Au terme d’un entretien de 90 minutes avec Mme Maria Zakharova, porte-parole du ministère russe des Affaires étrangères, tenu à la veille du Forum économique international de Saint-Pétersbourg, nous publions la synthèse de ces échanges dans la version raccourcie ci-dessous.

Pourriez-vous résumer et expliquer à nouveau les causes principales des opérations militaires actuelles en Ukraine ?

MZ : Permettez-moi alors de commencer par le début. En février 2014, un coup d'État anticonstitutionnel directement soutenu par l'Occident a propulsé au pouvoir des nationalistes violents, qui ont entamé une politique dirigée contre leur propre peuple et visant une ukrainisation coercitive et la destruction de tout ce qui est russe. Pendant huit ans, le régime de Kiev a violé de manière flagrante les droits de l'Homme, bafoué la liberté d'expression et des médias, lutté contre la langue russe, qui est la langue maternelle de dizaines de millions d'Ukrainiens, et contre la culture russe, tout en exterminant les opposants politiques.

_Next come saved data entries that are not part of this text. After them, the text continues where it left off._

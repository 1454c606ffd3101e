use windows::Win32::UI::WindowsAndMessaging::{DispatchMessageW, PeekMessageW, TranslateMessage, MSG, PM_REMOVE, WM_QUIT};

/// Dispatches every pending message of the current thread without blocking.
/// Returns `false` once `WM_QUIT` has been received.
pub fn pump_pending_messages() -> bool {
    let mut msg = MSG::default();

    unsafe {
        while PeekMessageW(&mut msg, None, 0, 0, PM_REMOVE).as_bool() {
            if msg.message == WM_QUIT {
                return false;
            }
            let _ = TranslateMessage(&msg);
            DispatchMessageW(&msg);
        }
    }
    true
}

Une guerre civile a été déclenchée dans le Donbass et le plan de paix convenu et approuvé par le Conseil de sécurité de l'ONU, qui était le Paquet de mesures pour mettre en œuvre les accords de Minsk, a été complètement ignoré par Kiev. L'Occident a fermé les yeux sur tout cela pour faire plaisir à ses protégés ukrainiens et, parfois, en les stimulant.

Encouragée par leur soutien, Kiev n’a jamais sérieusement envisagé une solution diplomatique au conflit dans l'est du pays. Au lieu de cela, il a imposé un blocus des transports et de l’économie contre le Donbass et a cessé de payer les pensions et les prestations sociales. Pendant toutes ces années, les habitants des Républiques populaires de Donetsk et de Lougansk ont ​​été soumis à des tirs d'artillerie et de mortier par les forces armées ukrainiennes et les unités nationalistes. Des milliers d'innocents, dont des enfants, ont été tués et des dizaines de milliers blessés, comme l'ont confirmé les rapports officiels de l'OSCE et des Nations Unies. Pourquoi cela, si ce n’est pour anéantir les populations du Donbass ?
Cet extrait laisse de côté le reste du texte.